L’ennemi ! Faut-il donc l’appeler ainsi ce peuple noir qui combat pour son indépendance ? Proscrits pour la cause de la liberté, allons-nous passer du côté des oppresseurs ?

Telles sont les questions que mes parents et moi nous nous posons avec amertume.

Hélas ! la réponse n’est que trop claire.

Oui ces hommes, en se soulevant contre l’autorité ont pour eux le droit naturel. Ils veulent vivre à leur guise, sur le sol où ils sont nés : rien de plus juste. Mais ils ne distinguent pas, — le pourraient-ils d’ailleurs ! — entre le fonctionnaire qui les opprime, le colon qui, lentement le dépossède et le paria bouclé de force dans leur île, de par la rancune politique ou la vindicte sociale.

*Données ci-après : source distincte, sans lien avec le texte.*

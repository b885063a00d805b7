//! The solver module drives the search: it asks a search engine for candidates, ranks them with
//! an objective, notifies iteration listeners and checks termination once per iteration.
//!
//! # Examples
//!
//! ```
//! # use vrp_tailor_core::prelude::*;
//! # use vrp_tailor_core::models::problem::create_transport_cost;
//! # use vrp_tailor_core::solver::termination::MaxIterations;
//! # use std::sync::Arc;
//! let matrix = CostMatrixBuilder::default().with_distances(vec![vec![0., 1.], vec![1., 0.]]).build()?;
//! let transport = create_transport_cost(Arc::new(matrix), None);
//! let problem = Arc::new(Problem::new(vec![], vec![], transport)?);
//!
//! let outcome = SolverBuilder::new(problem, Arc::new(Environment::default()))
//!     .add_termination(Box::new(MaxIterations::new(10)))
//!     .build()
//!     .solve()?;
//!
//! assert_eq!(outcome.iterations, 10);
//! # Ok::<(), GenericError>(())
//! ```

#[cfg(test)]
#[path = "../../tests/unit/solver/solver_test.rs"]
mod solver_test;

pub mod objectives;
pub mod search;
pub mod termination;
pub mod tracking;

mod builder;
pub use self::builder::{DEFAULT_MAX_ITERATIONS, SolverBuilder};

use crate::models::common::Cost;
use crate::models::problem::Problem;
use crate::models::solution::{Solution, get_best_solution};
use crate::solver::objectives::SolutionCost;
use crate::solver::search::{Candidate, Search};
use crate::solver::termination::{CompositeTermination, Termination};
use crate::solver::tracking::IterationListener;
use crate::utils::{Environment, GenericError, GenericResult, Timer};
use std::sync::Arc;

/// Contains information about a completed iteration.
pub struct IterationContext<'a> {
    /// Iteration index, starts from 1.
    pub iteration: usize,
    /// Original problem.
    pub problem: &'a Problem,
    /// Evaluated candidates of the iteration including the best solution known before it.
    pub pool: &'a [Solution],
}

impl IterationContext<'_> {
    /// Returns the lowest cost in the pool.
    pub fn best_cost(&self) -> Option<Cost> {
        get_best_solution(self.pool).and_then(|solution| solution.cost)
    }
}

/// Contains results of the search.
pub struct SolverOutcome {
    /// The best found solution.
    pub solution: Solution,
    /// Amount of completed iterations.
    pub iterations: usize,
    /// Search duration.
    pub elapsed_millis: u128,
    /// Names of termination criteria which stopped the search.
    pub termination_reason: Option<String>,
}

/// A configured solver, use [`SolverBuilder`] to create one.
pub struct Solver<'a> {
    problem: Arc<Problem>,
    environment: Arc<Environment>,
    objective: Arc<dyn SolutionCost + Send + Sync>,
    search: Box<dyn Search + Send + Sync + 'a>,
    termination: CompositeTermination<'a>,
    listeners: Vec<Box<dyn IterationListener + 'a>>,
}

impl Solver<'_> {
    /// Runs the search till one of termination criteria fires. Listener and search errors stop
    /// the search and are returned to the caller.
    pub fn solve(mut self) -> GenericResult<SolverOutcome> {
        let logger = self.environment.logger.clone();
        let timer = Timer::start();

        self.termination.on_search_start();

        let initial = self.search.create_initial(self.problem.as_ref(), self.environment.as_ref())?;
        let mut current = self
            .evaluate(vec![initial])
            .pop()
            .ok_or_else(|| GenericError::from("cannot create initial solution"))?;

        (logger)(&format!(
            "initial solution: cost {}, assigned {}, unassigned {}",
            current.cost.unwrap_or_default(),
            current.assigned_count(),
            current.unassigned.len()
        ));

        let mut iteration = 0;
        loop {
            iteration += 1;

            let candidates = self.search.explore(self.problem.as_ref(), &current, self.environment.as_ref())?;

            let mut pool = Vec::with_capacity(candidates.len() + 1);
            pool.push(current);
            pool.extend(self.evaluate(candidates));

            let ctx = IterationContext { iteration, problem: self.problem.as_ref(), pool: pool.as_slice() };

            self.listeners.iter_mut().try_for_each(|listener| listener.on_iteration_end(&ctx))?;
            let is_terminated = self.termination.is_termination(&ctx);

            current = match get_best_solution(pool.as_slice()) {
                Some(best) => best.clone(),
                None => pool.swap_remove(0),
            };

            if is_terminated {
                break;
            }
        }

        self.listeners.iter_mut().try_for_each(|listener| listener.on_search_end(self.problem.as_ref()))?;

        let termination_reason = self.termination.reason().map(|reason| reason.to_string());
        let elapsed_millis = timer.elapsed_millis();

        (logger)(&format!(
            "search stopped by '{}' after {} iterations in {}ms, best cost {}",
            termination_reason.as_deref().unwrap_or("unknown"),
            iteration,
            elapsed_millis,
            current.cost.unwrap_or_default()
        ));

        Ok(SolverOutcome { solution: current, iterations: iteration, elapsed_millis, termination_reason })
    }

    /// Assigns fitness to candidates using the worker thread pool.
    fn evaluate(&self, candidates: Vec<Candidate>) -> Vec<Solution> {
        let objective = self.objective.as_ref();

        self.environment.parallelism.thread_pool().map_collect(candidates, |candidate| {
            let cost = objective.fitness(&candidate.solution, &candidate.states);
            candidate.solution.with_cost(cost)
        })
    }
}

Forçats, déportés, femmes, enfants, vieillards, aussi bien que galonnés et messieurs ventrus, tout ce qui a visage blanc leur est odieux et mérite non seulement la mort, mais la torture la plus cruelle. Et, au milieu de leur œuvre inexorable de destruction, jamais l’éclair de pitié ne jaillit.

Il faut bien se préserver, préserver les siens : tout ce qu’on peut faire c’est de rester sur la défensive.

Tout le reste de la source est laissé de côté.